EXERCISE OBJECTIVE. Reproduce exactly the line that includes "-> Result<(), Contradiction>" and all lines after it, ending with the last line of the data.

(Stored data entries)
++++++

//! Writing caller-supplied values into attribute documents.

use tracing::{trace, warn};

use crate::models::{AttributeSchema, AttributeValues, ObjectType};

/// Result of merging values into a document.
#[derive(Debug, Clone, Default, PartialEq)]
pub struct MergeOutcome {
    /// At least one value was written.
    pub modified: bool,
    /// One entry per skipped tab or field.
    pub diagnostics: Vec<String>,
}

/// Merge values into an object's stored document.
///
/// Only values that differ from the stored ones are written, so an
/// unchanged submission leaves `modified` false.
pub fn merge_into_object(
    schema: &mut AttributeSchema,
    data: &AttributeValues,
    object_type: ObjectType,
) -> MergeOutcome {
    merge(schema, data, object_type, Target::Object)
}

/// Merge values into a copy of the default template.
///
/// Known fields are overwritten unconditionally.
pub fn merge_into_template(
    template: &mut AttributeSchema,
    data: &AttributeValues,
    object_type: ObjectType,
) -> MergeOutcome {
    merge(template, data, object_type, Target::Template)
}

#[derive(Clone, Copy)]
enum Target {
    Object,
    Template,
}

impl Target {
    fn describe(self, object_type: ObjectType) -> String {
        match self {
            Target::Object => object_type.to_string(),
            Target::Template => format!("{} default attribute", object_type),
        }
    }
}

fn merge(
    schema: &mut AttributeSchema,
    data: &AttributeValues,
    object_type: ObjectType,
    target: Target,
) -> MergeOutcome {
    let mut outcome = MergeOutcome::default();

    for (tab, values) in data {
        let Some(fields) = schema.get_mut(tab) else {
            let msg = format!("Missing tab {} in {}", tab, target.describe(object_type));
            warn!(object_type = %object_type, tab = %tab, "{}", msg);
            outcome.diagnostics.push(msg);
            continue;
        };

        for (name, value) in values {
            let Some(field) = fields.get_mut(name) else {
                let msg = format!("Missing field {} in {}", name, target.describe(object_type));
                warn!(object_type = %object_type, tab = %tab, field = %name, "{}", msg);
                outcome.diagnostics.push(msg);
                continue;
            };

            match target {
                Target::Object if field.value == *value => {}
                _ => {
                    trace!(tab = %tab, field = %name, "Writing attribute value");
                    field.value = value.clone();
                    outcome.modified = true;
                }
            }
        }
    }

    outcome
}

#[cfg(test)]
mod tests {
    use super::*;
    use serde_json::json;

    fn schema() -> AttributeSchema {
        serde_json::from_value(json!({
            "Details": {
                "Owner": {"type": "input_string", "mandatory": true, "value": "alice"},
                "Reviewed": {"type": "input_checkbox", "mandatory": false, "value": false}
            }
        }))
        .unwrap()
    }

    fn values(value: serde_json::Value) -> AttributeValues {
        serde_json::from_value(value).unwrap()
    }

    #[test]
    fn test_object_merge_writes_changed_value() {
        let mut doc = schema();
        let outcome = merge_into_object(
            &mut doc,
            &values(json!({"Details": {"Owner": "bob"}})),
            ObjectType::Asset,
        );

        assert!(outcome.modified);
        assert!(outcome.diagnostics.is_empty());
        assert_eq!(doc["Details"]["Owner"].value, json!("bob"));
    }

    #[test]
    fn test_object_merge_with_same_value_is_unmodified() {
        let mut doc = schema();
        let outcome = merge_into_object(
            &mut doc,
            &values(json!({"Details": {"Owner": "alice", "Reviewed": false}})),
            ObjectType::Asset,
        );

        assert!(!outcome.modified);
        assert_eq!(doc, schema());
    }

    #[test]
    fn test_unknown_tab_and_field_are_diagnosed() {
        let mut doc = schema();
        let outcome = merge_into_object(
            &mut doc,
            &values(json!({
                "Nope": {"X": 1},
                "Details": {"Ghost": "boo", "Reviewed": true}
            })),
            ObjectType::Ioc,
        );

        assert!(outcome.modified);
        assert_eq!(
            outcome.diagnostics,
            vec![
                "Missing field Ghost in ioc".to_string(),
                "Missing tab Nope in ioc".to_string(),
            ]
        );
        assert!(!doc.contains_key("Nope"));
        assert!(!doc["Details"].contains_key("Ghost"));
        assert_eq!(doc["Details"]["Reviewed"].value, json!(true));
    }

    #[test]
    fn test_template_merge_overwrites_unconditionally() {
        let mut doc = schema();
        let outcome = merge_into_template(
            &mut doc,
            &values(json!({"Details": {"Owner": "alice"}, "Other": {}})),
            ObjectType::Task,
        );

        assert!(outcome.modified);
        assert_eq!(
            outcome.diagnostics,
            vec!["Missing tab Other in task default attribute".to_string()]
        );
    }
}
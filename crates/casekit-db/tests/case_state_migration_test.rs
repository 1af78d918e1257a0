//! Tests for the add-case-state migration.
//!
//! Verifies that `cases.state_id` exists with its default, that rows land on
//! the default state, and that the foreign key to `case_state` is enforced.

use casekit_db::test_fixtures::TestDatabase;

#[tokio::test]
#[ignore] // Requires DATABASE_URL
async fn test_cases_get_default_state() {
    let test_db = TestDatabase::new().await;

    let case_id = test_db.insert_case("Phishing wave").await;
    let state_id: Option<i32> = sqlx::query_scalar("SELECT state_id FROM cases WHERE case_id = $1")
        .bind(case_id)
        .fetch_one(&test_db.pool)
        .await
        .unwrap();

    assert_eq!(state_id, Some(1));
    test_db.cleanup().await;
}

#[tokio::test]
#[ignore] // Requires DATABASE_URL
async fn test_state_id_is_nullable_with_foreign_key() {
    let test_db = TestDatabase::new().await;

    let (nullable, default): (String, Option<String>) = sqlx::query_as(
        r#"
        SELECT is_nullable, column_default
        FROM information_schema.columns
        WHERE table_schema = current_schema()
          AND table_name = 'cases'
          AND column_name = 'state_id'
        "#,
    )
    .fetch_one(&test_db.pool)
    .await
    .unwrap();
    assert_eq!(nullable, "YES");
    assert_eq!(default.as_deref(), Some("1"));

    let case_id = test_db.insert_case("Ransomware").await;
    let res = sqlx::query("UPDATE cases SET state_id = 4242 WHERE case_id = $1")
        .bind(case_id)
        .execute(&test_db.pool)
        .await;
    assert!(res.is_err(), "unknown state must violate the foreign key");

    test_db.cleanup().await;
}

#[tokio::test]
#[ignore] // Requires DATABASE_URL
async fn test_migrations_are_idempotent() {
    let test_db = TestDatabase::new().await;

    test_db.db.migrate().await.expect("re-running migrations is a no-op");

    let fk_count: i64 = sqlx::query_scalar(
        r#"
        SELECT COUNT(*)
        FROM information_schema.table_constraints
        WHERE table_schema = current_schema()
          AND table_name = 'cases'
          AND constraint_type = 'FOREIGN KEY'
        "#,
    )
    .fetch_one(&test_db.pool)
    .await
    .unwrap();
    assert_eq!(fk_count, 1);

    test_db.cleanup().await;
}
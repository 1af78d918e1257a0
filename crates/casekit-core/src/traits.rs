//! Core traits for casekit storage abstractions.
//!
//! The reconciler only consumes these record-query contracts; concrete
//! backends live in `casekit-db` (PostgreSQL) and [`crate::mock`] (tests).

use async_trait::async_trait;

use crate::error::Result;
use crate::models::*;

// =============================================================================
// DEFAULT SCHEMA REPOSITORY
// =============================================================================

/// Repository for the administered default schema of each object type.
#[async_trait]
pub trait CustomAttributeRepository: Send + Sync {
    /// Get the default schema for an object type.
    async fn get_default(&self, object_type: ObjectType) -> Result<Option<AttributeSchema>>;

    /// Get the full definition row for an object type.
    async fn get_definition(
        &self,
        object_type: ObjectType,
    ) -> Result<Option<CustomAttributeDefinition>>;

    /// Replace the default schema for an object type, creating the row if needed.
    async fn set_default(
        &self,
        object_type: ObjectType,
        content: &AttributeSchema,
    ) -> Result<CustomAttributeDefinition>;

    /// List all administered definitions.
    async fn list_definitions(&self) -> Result<Vec<CustomAttributeDefinition>>;
}

// =============================================================================
// ATTRIBUTED OBJECT REPOSITORY
// =============================================================================

/// Repository for the `custom_attributes` column of case objects.
#[async_trait]
pub trait AttributedObjectRepository: Send + Sync {
    /// Load every object of a type.
    async fn list_all(&self, object_type: ObjectType) -> Result<Vec<AttributedObject>>;

    /// Load one object by primary key.
    async fn get(&self, object_type: ObjectType, id: i64) -> Result<Option<AttributedObject>>;

    /// Write an object's custom attributes. Each call commits on its own.
    async fn save(&self, object_type: ObjectType, id: i64, schema: &AttributeSchema)
        -> Result<()>;
}
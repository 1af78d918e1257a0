//! Error types for casekit.

use thiserror::Error;

use crate::models::ObjectType;

/// Result type alias using casekit's Error type.
pub type Result<T> = std::result::Result<T, Error>;

/// Core error type for casekit operations.
#[derive(Error, Debug)]
pub enum Error {
    /// Database operation failed (wraps sqlx::Error)
    #[error("Database error: {0}")]
    Database(#[from] sqlx::Error),

    /// Resource not found
    #[error("Not found: {0}")]
    NotFound(String),

    /// Object type tag is not one of the supported categories
    #[error("Invalid object type: {0}")]
    InvalidObjectType(String),

    /// No default custom-attribute schema is administered for the type
    #[error("No default custom attributes defined for {0}")]
    DefaultSchemaNotFound(ObjectType),

    /// Serialization/deserialization error
    #[error("Serialization error: {0}")]
    Serialization(String),

    /// Configuration error
    #[error("Configuration error: {0}")]
    Config(String),

    /// Invalid input
    #[error("Invalid input: {0}")]
    InvalidInput(String),

    /// File I/O operation failed
    #[error("I/O error: {0}")]
    Io(#[from] std::io::Error),
}

impl From<serde_json::Error> for Error {
    fn from(e: serde_json::Error) -> Self {
        Error::Serialization(e.to_string())
    }
}

#[cfg(test)]
mod tests {
    use super::*;

    #[test]
    fn test_error_display_not_found() {
        let err = Error::NotFound("ioc 42".to_string());
        assert_eq!(err.to_string(), "Not found: ioc 42");
    }

    #[test]
    fn test_error_display_invalid_object_type() {
        let err = Error::InvalidObjectType("case".to_string());
        assert_eq!(err.to_string(), "Invalid object type: case");
    }

    #[test]
    fn test_error_display_default_schema_not_found() {
        let err = Error::DefaultSchemaNotFound(ObjectType::Evidence);
        assert_eq!(
            err.to_string(),
            "No default custom attributes defined for evidence"
        );
    }

    #[test]
    fn test_error_display_invalid_input() {
        let err = Error::InvalidInput("2 validation issue(s)".to_string());
        assert_eq!(err.to_string(), "Invalid input: 2 validation issue(s)");
    }

    #[test]
    fn test_from_serde_json_error() {
        let json_err = serde_json::from_str::<serde_json::Value>(r#"{"tab": }"#);
        assert!(json_err.is_err());

        let err: Error = json_err.unwrap_err().into();
        match err {
            Error::Serialization(msg) => assert!(!msg.is_empty()),
            _ => panic!("Expected Serialization error"),
        }
    }

    #[test]
    fn test_from_io_error() {
        let io_err = std::io::Error::new(std::io::ErrorKind::NotFound, "schema.json");
        let err: Error = io_err.into();
        assert!(matches!(err, Error::Io(_)));
        assert!(err.to_string().contains("schema.json"));
    }

    #[test]
    fn test_error_is_send_sync() {
        fn assert_send<T: Send>() {}
        fn assert_sync<T: Sync>() {}

        assert_send::<Error>();
        assert_sync::<Error>();
    }
}
//! Database connection pool management.

use std::time::{Duration, Instant};

use sqlx::postgres::{PgPool, PgPoolOptions};
use sqlx::Executor;
use tracing::{debug, info, warn};

use casekit_core::{Error, Result};

/// Default maximum number of connections in the pool.
///
/// Reconciliation is a sequential batch, so a small pool is enough.
pub const DEFAULT_MAX_CONNECTIONS: u32 = 5;

/// Default connection timeout in seconds.
pub const DEFAULT_CONNECT_TIMEOUT_SECS: u64 = 30;

/// Default idle timeout in seconds.
pub const DEFAULT_IDLE_TIMEOUT_SECS: u64 = 600;

/// Pool configuration options.
#[derive(Debug, Clone)]
pub struct PoolConfig {
    /// Maximum number of connections in the pool.
    pub max_connections: u32,
    /// Minimum number of connections to maintain.
    pub min_connections: u32,
    /// Connection timeout duration.
    pub connect_timeout: Duration,
    /// Idle connection timeout duration.
    pub idle_timeout: Duration,
    /// Schema every new connection's `search_path` is pinned to.
    pub search_path: Option<String>,
}

impl Default for PoolConfig {
    fn default() -> Self {
        Self {
            max_connections: DEFAULT_MAX_CONNECTIONS,
            min_connections: 1,
            connect_timeout: Duration::from_secs(DEFAULT_CONNECT_TIMEOUT_SECS),
            idle_timeout: Duration::from_secs(DEFAULT_IDLE_TIMEOUT_SECS),
            search_path: None,
        }
    }
}

impl PoolConfig {
    pub fn new() -> Self {
        Self::default()
    }

    pub fn max_connections(mut self, n: u32) -> Self {
        self.max_connections = n;
        self
    }

    pub fn min_connections(mut self, n: u32) -> Self {
        self.min_connections = n;
        self
    }

    pub fn connect_timeout(mut self, timeout: Duration) -> Self {
        self.connect_timeout = timeout;
        self
    }

    /// Pin connections to `schema`.
    ///
    /// The name is interpolated into `SET search_path`, so it must be a
    /// plain identifier (ASCII letters, digits, underscore).
    pub fn search_path(mut self, schema: impl Into<String>) -> Self {
        self.search_path = Some(schema.into());
        self
    }
}

fn is_plain_identifier(name: &str) -> bool {
    !name.is_empty()
        && !name.starts_with(|c: char| c.is_ascii_digit())
        && name.chars().all(|c| c.is_ascii_alphanumeric() || c == '_')
}

/// Create a new PostgreSQL connection pool with default configuration.
pub async fn create_pool(database_url: &str) -> Result<PgPool> {
    create_pool_with_config(database_url, PoolConfig::default()).await
}

/// Create a new PostgreSQL connection pool with custom configuration.
pub async fn create_pool_with_config(database_url: &str, config: PoolConfig) -> Result<PgPool> {
    let start = Instant::now();

    if let Some(schema) = &config.search_path {
        if !is_plain_identifier(schema) {
            return Err(Error::Config(format!("Invalid search_path schema: {}", schema)));
        }
    }

    info!(
        subsystem = "database",
        component = "pool",
        op = "create",
        max_connections = config.max_connections,
        min_connections = config.min_connections,
        connect_timeout_secs = config.connect_timeout.as_secs(),
        search_path = config.search_path.as_deref().unwrap_or("(default)"),
        "Creating database connection pool"
    );

    let mut options = PgPoolOptions::new()
        .max_connections(config.max_connections)
        .min_connections(config.min_connections)
        .acquire_timeout(config.connect_timeout)
        .idle_timeout(config.idle_timeout);

    if let Some(schema) = config.search_path.clone() {
        options = options.after_connect(move |conn, _meta| {
            let stmt = format!("SET search_path TO {}", schema);
            Box::pin(async move {
                conn.execute(stmt.as_str()).await?;
                Ok(())
            })
        });
    }

    let pool = options
        .connect(database_url)
        .await
        .map_err(Error::Database)?;

    info!(
        subsystem = "database",
        component = "pool",
        op = "established",
        pool_size = pool.size(),
        pool_idle = pool.num_idle(),
        duration_ms = start.elapsed().as_millis() as u64,
        "Database connection pool established"
    );
    Ok(pool)
}

/// Log current pool health metrics.
pub fn log_pool_metrics(pool: &PgPool) {
    let size = pool.size();
    let idle = pool.num_idle();

    debug!(
        subsystem = "database",
        component = "pool",
        op = "metrics",
        pool_size = size,
        pool_idle = idle,
        "Pool health check"
    );

    if idle == 0 && size > 0 {
        warn!(
            subsystem = "database",
            component = "pool",
            pool_size = size,
            "Connection pool has no idle connections"
        );
    }
}

#[cfg(test)]
mod tests {
    use super::*;

    #[test]
    fn test_pool_config_builder() {
        let config = PoolConfig::new()
            .max_connections(2)
            .min_connections(0)
            .connect_timeout(Duration::from_secs(5))
            .search_path("test_abc");

        assert_eq!(config.max_connections, 2);
        assert_eq!(config.min_connections, 0);
        assert_eq!(config.connect_timeout, Duration::from_secs(5));
        assert_eq!(config.search_path.as_deref(), Some("test_abc"));
    }

    #[test]
    fn test_default_has_no_search_path() {
        let config = PoolConfig::default();
        assert_eq!(config.max_connections, DEFAULT_MAX_CONNECTIONS);
        assert!(config.search_path.is_none());
    }

    #[test]
    fn test_plain_identifier() {
        assert!(is_plain_identifier("public"));
        assert!(is_plain_identifier("test_0f3a"));
        assert!(!is_plain_identifier(""));
        assert!(!is_plain_identifier("1abc"));
        assert!(!is_plain_identifier("public; DROP TABLE cases"));
    }

    #[tokio::test]
    async fn test_rejects_unsafe_search_path_before_connecting() {
        let config = PoolConfig::new().search_path("x; DROP TABLE cases");
        let err = create_pool_with_config("postgres://invalid", config)
            .await
            .unwrap_err();
        assert!(matches!(err, Error::Config(_)));
    }
}
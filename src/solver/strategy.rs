//! This module contains the propagation rules that prune candidate sets and
//! the fixed-point loop that applies them.
//!
//! Each rule is a [Strategy] operating on a [Reduction], which bundles the
//! board being reduced with the topology and the assignment trace. A
//! strategy reports whether it changed anything, or signals a
//! [Contradiction] as soon as some cell runs out of candidates. The
//! [reduce] function applies the three rules in a fixed order until a full
//! pass no longer increases the number of solved cells.
//!
//! Propagation alone solves many puzzles outright. Where it stalls, the
//! [search engine](crate::solver::BacktrackingSolver) takes over and guesses.

use crate::board::{Board, DigitSet};
use crate::topology::{Cell, Topology};
use crate::trace::Trace;
use crate::SIZE;

/// Signals that some cell's candidate set became empty, i.e. the board state
/// admits no solution. The search engine recovers from this by abandoning
/// the branch; it is never surfaced to the crate's callers.
#[derive(Clone, Copy, Debug, Eq, PartialEq)]
pub struct Contradiction;

/// The result of applying a [Strategy]: `Ok(true)` if the board changed,
/// `Ok(false)` if it did not, and `Err(`[Contradiction]`)` if some cell ran
/// out of candidates.
pub type StrategyResult = Result<bool, Contradiction>;

/// The working context of a propagation pass: the board being reduced,
/// the read-only topology, and the trace receiving snapshots of explicit
/// assignments. Strategies mutate the board exclusively through
/// [Reduction::assign] and [Reduction::eliminate], which uphold the
/// fail-fast contradiction contract.
pub struct Reduction<'a> {
    topology: &'a Topology,
    board: &'a mut Board,
    trace: &'a mut Trace
}

impl<'a> Reduction<'a> {

    /// Creates a new reduction context over the given board.
    pub fn new(topology: &'a Topology, board: &'a mut Board,
            trace: &'a mut Trace) -> Reduction<'a> {
        Reduction {
            topology,
            board,
            trace
        }
    }

    /// Gets the topology the board is being reduced under.
    pub fn topology(&self) -> &'a Topology {
        self.topology
    }

    /// Gets the board in its current state of reduction.
    pub fn board(&self) -> &Board {
        self.board
    }

    /// Gets the current candidate set of the given cell.
    pub fn candidates(&self, cell: Cell) -> DigitSet {
        self.board.candidates(cell)
    }

    /// Forces the given cell to the given digit, recording a trace snapshot
    /// if the board changed. See [Board::assign].
    pub fn assign(&mut self, cell: Cell, digit: usize) -> bool {
        self.board.assign(cell, digit, self.trace)
    }

    /// Removes the given digit from the given cell's candidate set. If that
    /// empties the set, the board is contradictory and `Err(Contradiction)`
    /// is returned immediately, before any further propagation.
    pub fn eliminate(&mut self, cell: Cell, digit: usize) -> StrategyResult {
        let changed = self.board.eliminate(cell, digit);

        if self.board.candidates(cell).is_empty() {
            Err(Contradiction)
        }
        else {
            Ok(changed)
        }
    }
}

/// A trait for the local-consistency rules applied by [reduce]. A strategy
/// inspects the board through the given [Reduction] and prunes whatever its
/// rule justifies. All strategies are monotone: they only ever remove
/// candidates, never add any, so candidate-set sizes cannot grow across a
/// pass.
pub trait Strategy {

    /// Applies this strategy once to the given reduction. Returns whether
    /// any candidate set changed, or a [Contradiction] if one became empty.
    fn apply(&self, reduction: &mut Reduction<'_>) -> StrategyResult;
}

/// A [Strategy] which removes the digit of every solved cell from the
/// candidate sets of all of that cell's peers.
///
/// The set of solved cells is collected before any removal, so the order in
/// which they are processed cannot influence the outcome; cells that become
/// solved by the removals themselves are picked up by the next pass.
#[derive(Clone)]
pub struct EliminateStrategy;

impl Strategy for EliminateStrategy {

    fn apply(&self, reduction: &mut Reduction<'_>) -> StrategyResult {
        let topology = reduction.topology();
        let solved: Vec<(Cell, usize)> = topology.cells().iter()
            .filter_map(|&cell|
                reduction.candidates(cell).single().map(|digit| (cell, digit)))
            .collect();
        let mut changed = false;

        for (cell, digit) in solved {
            for &peer in topology.peers(cell) {
                changed |= reduction.eliminate(peer, digit)?;
            }
        }

        Ok(changed)
    }
}

/// A [Strategy] which detects naked twins: two distinct peer cells whose
/// candidate sets are the same pair of digits. Those two digits must occupy
/// the twin cells in some order, so they can be removed from every cell that
/// is a peer of *both* twins.
///
/// As an example, if the cells marked A and B below both have exactly the
/// candidates {2, 3}, then no other cell of row 1 and no other cell of the
/// top-left box can hold a 2 or a 3 (using classic rules):
///
/// ```text
/// ╔═══╤═══╤═══╦═══╤
/// ║ A │ B │ x ║ x │ ...
/// ╟───┼───┼───╫───┼
/// ║ x │ x │ x ║   │
/// ╟───┼───┼───╫───┼
/// ║ x │ x │ x ║   │
/// ╠═══╪═══╪═══╬═══╪
/// ```
///
/// Twin pairs are collected in row-major order and deduplicated before any
/// removal happens, which makes the rule's output reproducible.
#[derive(Clone)]
pub struct NakedTwinsStrategy;

impl Strategy for NakedTwinsStrategy {

    fn apply(&self, reduction: &mut Reduction<'_>) -> StrategyResult {
        let topology = reduction.topology();
        let mut pairs = Vec::new();

        for (i, &cell) in topology.cells().iter().enumerate() {
            let candidates = reduction.candidates(cell);

            if candidates.len() != 2 {
                continue;
            }

            // Only look at cells after this one, so each unordered pair is
            // found exactly once.

            for &other in &topology.cells()[(i + 1)..] {
                if reduction.candidates(other) == candidates &&
                        topology.are_peers(cell, other) {
                    pairs.push((cell, other));
                }
            }
        }

        let mut changed = false;

        for (cell, other) in pairs {
            let twins = reduction.candidates(cell);

            for peer in topology.common_peers(cell, other) {
                for digit in twins {
                    changed |= reduction.eliminate(peer, digit)?;
                }
            }
        }

        Ok(changed)
    }
}

/// A [Strategy] which detects situations in which a digit has only one place
/// left in a unit and assigns it there. This is the only rule that performs
/// assignments, and therefore the only rule that appends to the trace; it
/// deduces, rather than guesses, a cell's final value.
#[derive(Clone)]
pub struct OnlyChoiceStrategy;

impl Strategy for OnlyChoiceStrategy {

    fn apply(&self, reduction: &mut Reduction<'_>) -> StrategyResult {
        let topology = reduction.topology();
        let mut changed = false;

        for unit in topology.units() {
            for digit in 1..=SIZE {
                let mut places = unit.iter()
                    .copied()
                    .filter(|&cell| reduction.candidates(cell).contains(digit));
                let first = places.next();
                let second = places.next();

                if let (Some(cell), None) = (first, second) {
                    changed |= reduction.assign(cell, digit);
                }
            }
        }

        Ok(changed)
    }
}

/// Reduces the given board to a fixed point by repeatedly applying
/// elimination, naked twins, and only choice, in that order, until one full
/// pass leaves the number of solved cells unchanged.
///
/// On success the board is locally consistent: it may be fully solved, or
/// stalled with some cells still undetermined, which is not an error but the
/// signal that the search engine must guess. Note that even a fully solved
/// board is not re-validated here; global validation is the caller's
/// business, see [Topology::is_valid].
///
/// If any cell's candidate set becomes empty along the way, reduction stops
/// immediately with a [Contradiction] and the board is left in its partially
/// reduced, inconsistent state; callers are expected to discard it.
pub fn reduce(topology: &Topology, board: &mut Board, trace: &mut Trace)
        -> Result<(), Contradiction> {
    let mut reduction = Reduction::new(topology, board, trace);

    loop {
        let solved_before = reduction.board().solved_count();

        EliminateStrategy.apply(&mut reduction)?;
        NakedTwinsStrategy.apply(&mut reduction)?;
        OnlyChoiceStrategy.apply(&mut reduction)?;

        if reduction.board().solved_count() == solved_before {
            return Ok(());
        }
    }
}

++++++

ANSWER SPACE.
        -> Result<(), Contradiction> {
    let mut reduction = Reduction::new(topology, board, trace);

    loop {
        let solved_before = reduction.board().solved_count();

        EliminateStrategy.apply(&mut reduction)?;
        NakedTwinsStrategy.apply(&mut reduction)?;
        OnlyChoiceStrategy.apply(&mut reduction)?;

        if reduction.board().solved_count() == solved_before {
            return Ok(());
        }
    }
}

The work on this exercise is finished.